(Records from a dataset)
★ ★ ★ ★ ★
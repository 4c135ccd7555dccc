use super::prompt_builder::PromptRequest;
use super::{GeneratedMessage, InferenceClient, ModelConfig};
use crate::error::InferenceError;

/// No-op / dummy model client for development with --no-model.
pub struct NoopClient;

impl InferenceClient for NoopClient {
    fn generate(
        &self,
        request: &PromptRequest,
        _config: &ModelConfig,
    ) -> Result<GeneratedMessage, InferenceError> {
        let prompt_chars: usize = request.turns().iter().map(|t| t.content.chars().count()).sum();
        GeneratedMessage::from_raw(&format!(
            "chore: dummy commit message\n\n(LLM disabled; prompt was {prompt_chars} chars)"
        ))
    }
}

#[cfg(test)]
mod tests {
    use super::*;
    use crate::git::StagedDiff;
    use crate::llm::prompt_builder::build_prompt;

    #[test]
    fn produces_a_conventional_placeholder() {
        let req = build_prompt(&StagedDiff::new("+ x").unwrap(), 100);
        let cfg = ModelConfig {
            model: "none".into(),
            token: None,
        };
        let msg = NoopClient.generate(&req, &cfg).unwrap();
        assert!(msg.as_str().starts_with("chore: dummy commit message"));
    }
}
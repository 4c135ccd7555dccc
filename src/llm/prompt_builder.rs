use serde::Serialize;
use std::borrow::Cow;

use crate::git::StagedDiff;
use crate::llm::prompts;

/// Who a conversational turn belongs to.
#[derive(Debug, Clone, Copy, PartialEq, Eq, Serialize)]
#[serde(rename_all = "lowercase")]
pub enum Role {
    System,
    User,
}

#[derive(Debug, Clone, PartialEq, Eq, Serialize)]
pub struct Turn {
    pub role: Role,
    pub content: String,
}

/// The conversation sent for one generation attempt: system style guide, then the diff.
#[derive(Debug, Clone, PartialEq, Eq)]
pub struct PromptRequest {
    turns: Vec<Turn>,
    truncated: bool,
}

impl PromptRequest {
    pub fn turns(&self) -> &[Turn] {
        &self.turns
    }

    /// Whether the diff had to be cut to fit.
    pub fn truncated(&self) -> bool {
        self.truncated
    }
}

/// Build the request for `diff`, capping the diff at `max_diff_chars`.
pub fn build_prompt(diff: &StagedDiff, max_diff_chars: usize) -> PromptRequest {
    let excerpt = diff_excerpt(diff, max_diff_chars);
    let truncated = matches!(excerpt, Cow::Owned(_));

    let mut system = prompts::COMMIT_STYLE_GUIDE.to_owned();
    if truncated {
        system.push('\n');
        system.push_str(prompts::TRUNCATION_NOTE);
    }

    let user = format!("Git diff:\n```diff\n{diff}\n```\n\nCommit message:", diff = excerpt);

    PromptRequest {
        turns: vec![
            Turn {
                role: Role::System,
                content: system,
            },
            Turn {
                role: Role::User,
                content: user,
            },
        ],
        truncated,
    }
}

/// The part of the diff the model (and the user) gets to see.
///
/// Diffs over `max_chars` characters are cut at the last line break inside the
/// limit, or at the limit itself when the first line is already too long, and
/// end with a marker line saying how much was kept.
pub fn diff_excerpt(diff: &StagedDiff, max_chars: usize) -> Cow<'_, str> {
    let text = diff.as_str();
    let total = text.chars().count();
    if total <= max_chars {
        return Cow::Borrowed(text);
    }

    let byte_cap = text
        .char_indices()
        .nth(max_chars)
        .map(|(idx, _)| idx)
        .unwrap_or(text.len());
    let head = &text[..byte_cap];
    let cut = match head.rfind('\n') {
        Some(nl) if nl > 0 => &head[..nl],
        _ => head,
    };
    let shown = cut.chars().count();

    log::warn!("Diff too long ({total} chars), truncating to {shown} chars");

    Cow::Owned(format!(
        "{cut}\n... [diff truncated: {shown} of {total} chars shown]"
    ))
}
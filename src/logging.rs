use std::io::Write;

use colored::Colorize;
use env_logger::Builder;
use log::{Level, LevelFilter};

pub fn init_logger(verbosity: u8) {
    let level = match verbosity {
        0 => LevelFilter::Error, // default: only errors
        1 => LevelFilter::Info,  // -v: info and up
        2 => LevelFilter::Debug, // -vv: debug and up
        _ => LevelFilter::Trace, // -vvv: trace and up
    };

    let mut builder = Builder::new();
    // Keep dependency chatter (reqwest, hyper) out unless tracing.
    builder.filter_level(level.min(LevelFilter::Warn));
    builder.filter_module(env!("CARGO_CRATE_NAME"), level);
    if level == LevelFilter::Trace {
        builder.filter_level(LevelFilter::Trace);
    }

    builder.format(|buf, record| {
        let level_label = match record.level() {
            Level::Error => "ERROR".red().bold(),
            Level::Warn  => "WARN ".yellow().bold(),
            Level::Info  => "INFO ".white().bold(),
            Level::Debug => "DEBUG".bright_black(),
            Level::Trace => "TRACE".bright_black(),
        };

        writeln!(buf, "{} {}", level_label, record.args())
    });

    builder.init();
}
use log::debug;
use crate::config::Config;
use crate::error::InferenceError;
use crate::llm::InferenceClient;
use crate::llm::huggingface::HuggingFaceClient;
use crate::llm::noop::NoopClient;

/// Build the inference client based on CLI + config.
pub fn build_inference_client(cfg: &Config) -> Result<Box<dyn InferenceClient>, InferenceError> {
    if cfg.no_model {
        debug!("Using NoopClient (no model calls)");
        return Ok(Box::new(NoopClient));
    }

    debug!("Using HuggingFaceClient with model {} at {}", cfg.model, cfg.api_base);
    Ok(Box::new(HuggingFaceClient::new(&cfg.api_base, cfg.timeout)?))
}
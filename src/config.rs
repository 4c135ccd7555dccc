use crate::Cli;
use crate::llm::ModelConfig;
use crate::llm::huggingface::DEFAULT_API_BASE;
use serde::Deserialize;
use std::env;
use std::fs;
use std::path::{Path, PathBuf};
use std::time::Duration;

pub const DEFAULT_MODEL: &str = "meta-llama/Llama-3.2-3B-Instruct";
const DEFAULT_TIMEOUT_SECS: u64 = 60;
const DEFAULT_MAX_DIFF_CHARS: usize = 5000;

/// Final resolved configuration for ai-commit. Read-only after startup.
#[derive(Debug, Clone)]
pub struct Config {
    pub model: String,
    pub token: Option<String>,
    pub no_model: bool,
    pub api_base: String,
    pub timeout: Duration,
    pub max_diff_chars: usize,
    pub max_regenerations: Option<u32>,
}

impl Config {
    /// Build the final config from CLI flags, environment, TOML file, and defaults.
    ///
    /// Precedence:
    ///   1. CLI flags (`--model`, `--timeout`, ...)
    ///   2. Env vars `AI_COMMIT_MODEL`, `AI_COMMIT_API_BASE`
    ///   3. TOML `~/.config/ai-commit.toml`
    ///   4. Hardcoded defaults
    ///
    /// The bearer token only ever comes from `HF_TOKEN`.
    pub fn from_sources(cli: &Cli) -> Self {
        let file_cfg = load_file_config().unwrap_or_default();
        resolve(cli, |key| env::var(key).ok(), file_cfg)
    }

    pub fn model_config(&self) -> ModelConfig {
        ModelConfig {
            model: self.model.clone(),
            token: self.token.clone(),
        }
    }
}

fn resolve(cli: &Cli, env: impl Fn(&str) -> Option<String>, file_cfg: FileConfig) -> Config {
    let model = cli
        .model
        .clone()
        .or_else(|| env("AI_COMMIT_MODEL"))
        .or(file_cfg.model)
        .unwrap_or_else(|| DEFAULT_MODEL.to_string());

    let api_base = cli
        .api_base
        .clone()
        .or_else(|| env("AI_COMMIT_API_BASE"))
        .or(file_cfg.api_base)
        .unwrap_or_else(|| DEFAULT_API_BASE.to_string());

    let timeout_secs = cli
        .timeout
        .or(file_cfg.timeout_secs)
        .filter(|secs| *secs > 0)
        .unwrap_or(DEFAULT_TIMEOUT_SECS);

    let max_diff_chars = cli
        .max_diff_chars
        .map(|n| n as usize)
        .or(file_cfg.max_diff_chars)
        .filter(|n| *n > 0)
        .unwrap_or(DEFAULT_MAX_DIFF_CHARS);

    let token = env("HF_TOKEN").filter(|t| !t.trim().is_empty());

    Config {
        no_model: cli.no_model || model.eq_ignore_ascii_case("none"),
        model,
        token,
        api_base,
        timeout: Duration::from_secs(timeout_secs),
        max_diff_chars,
        max_regenerations: cli.max_regenerations.or(file_cfg.max_regenerations),
    }
}

#[derive(Debug, Default, Deserialize)]
struct FileConfig {
    /// Default model to use when not provided via CLI or env.
    pub model: Option<String>,
    pub api_base: Option<String>,
    pub timeout_secs: Option<u64>,
    pub max_diff_chars: Option<usize>,
    pub max_regenerations: Option<u32>,
}

/// Return `~/.config/ai-commit.toml`
fn config_path() -> Option<PathBuf> {
    let home = dirs::home_dir()?;
    Some(home.join(".config").join("ai-commit.toml"))
}

fn load_file_config() -> Option<FileConfig> {
    let path = config_path()?;
    if !path.exists() {
        return None;
    }
    read_file_config(&path)
}

fn read_file_config(path: &Path) -> Option<FileConfig> {
    let data = match fs::read_to_string(path) {
        Ok(data) => data,
        Err(e) => {
            log::warn!("Ignoring unreadable config file {}: {e}", path.display());
            return None;
        }
    };
    match toml::from_str::<FileConfig>(&data) {
        Ok(cfg) => Some(cfg),
        Err(e) => {
            log::warn!("Ignoring invalid config file {}: {e}", path.display());
            None
        }
    }
}
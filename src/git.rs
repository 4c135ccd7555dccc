use crate::error::{CommitError, GitError};
use std::io::{ErrorKind, Write};
use std::process::{Command as GitCommand, Stdio};

/// Raw `git diff --cached` output for one session. Never empty.
#[derive(Debug, Clone, PartialEq, Eq)]
pub struct StagedDiff(String);

impl StagedDiff {
    /// Wrap diff text; whitespace-only input means nothing is staged.
    pub fn new(text: impl Into<String>) -> Option<Self> {
        let text = text.into();
        if text.trim().is_empty() {
            None
        } else {
            Some(StagedDiff(text))
        }
    }

    pub fn as_str(&self) -> &str {
        &self.0
    }
}

/// Outcome of the final commit: git's own summary on success.
pub type CommitResult = Result<String, CommitError>;

/// Where staged changes come from.
#[cfg_attr(test, mockall::automock)]
pub trait DiffSource {
    /// `Ok(None)` when nothing is staged.
    fn staged_diff(&self) -> Result<Option<StagedDiff>, GitError>;
}

/// Performs the one history-mutating action.
#[cfg_attr(test, mockall::automock)]
pub trait Committer {
    fn commit(&self, message: &str) -> CommitResult;
}

/// `DiffSource` + `Committer` backed by the `git` binary in the current directory.
#[derive(Debug, Default, Clone, Copy)]
pub struct GitCli;

impl DiffSource for GitCli {
    fn staged_diff(&self) -> Result<Option<StagedDiff>, GitError> {
        ensure_repository()?;
        let diff = git_output(&["diff", "--cached"])?;
        log::debug!("Staged diff is {} bytes", diff.len());
        Ok(StagedDiff::new(diff))
    }
}

impl Committer for GitCli {
    fn commit(&self, message: &str) -> CommitResult {
        commit_with_message(message)
    }
}

/// Run a git command and capture stdout as String.
pub fn git_output(args: &[&str]) -> Result<String, GitError> {
    let output = GitCommand::new("git")
        .args(args)
        .output()
        .map_err(|e| spawn_error(args, e))?;

    if !output.status.success() {
        return Err(GitError::CommandFailed {
            args: args.join(" "),
            code: output.status.code(),
            stderr: String::from_utf8_lossy(&output.stderr).trim().to_string(),
        });
    }

    Ok(String::from_utf8_lossy(&output.stdout).to_string())
}

/// Fail with `NoRepository` unless the working directory is inside a git repository.
pub fn ensure_repository() -> Result<(), GitError> {
    match git_output(&["rev-parse", "--git-dir"]) {
        Ok(dir) => {
            log::trace!("Using git dir {}", dir.trim());
            Ok(())
        }
        Err(GitError::CommandFailed { stderr, .. }) => Err(GitError::NoRepository(stderr)),
        Err(e) => Err(e),
    }
}

/// Create a commit with exactly `message`, fed to `git commit -F -` on stdin.
pub fn commit_with_message(message: &str) -> CommitResult {
    run_with_message(commit_command(), message)
}

// `whitespace` keeps lines starting with '#' whatever `commit.cleanup` says.
fn commit_command() -> GitCommand {
    let mut cmd = GitCommand::new("git");
    cmd.args(["commit", "--cleanup=whitespace", "-F", "-"]);
    cmd
}

fn run_with_message(mut cmd: GitCommand, message: &str) -> CommitResult {
    let mut child = cmd
        .stdin(Stdio::piped())
        .stdout(Stdio::piped())
        .stderr(Stdio::piped())
        .spawn()
        .map_err(CommitError::Spawn)?;

    let write_result = match child.stdin.take() {
        Some(mut stdin) => stdin.write_all(message.as_bytes()),
        None => Ok(()),
    };

    let output = child.wait_with_output().map_err(CommitError::Spawn)?;
    let stdout = String::from_utf8_lossy(&output.stdout);
    let stderr = String::from_utf8_lossy(&output.stderr);

    if !output.status.success() {
        if let Err(e) = &write_result {
            log::debug!("Writing the commit message to git failed: {e}");
        }
        let combined = format!("{}{}", stdout, stderr).trim().to_string();
        return Err(CommitError::Rejected { output: combined });
    }
    write_result.map_err(CommitError::Spawn)?;

    Ok(stdout.trim().to_string())
}

fn spawn_error(args: &[&str], source: std::io::Error) -> GitError {
    if source.kind() == ErrorKind::NotFound {
        GitError::NotInstalled(source)
    } else {
        GitError::Io {
            args: args.join(" "),
            source,
        }
    }
}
★ ★ ★ ★ ★
## What to work on
Wherever the string "CommitResult" appears in the data above, report the whole line.

## Answer to the problem
pub type CommitResult = Result<String, CommitError>;
    fn commit(&self, message: &str) -> CommitResult;
    fn commit(&self, message: &str) -> CommitResult {
pub fn commit_with_message(message: &str) -> CommitResult {
fn run_with_message(mut cmd: GitCommand, message: &str) -> CommitResult {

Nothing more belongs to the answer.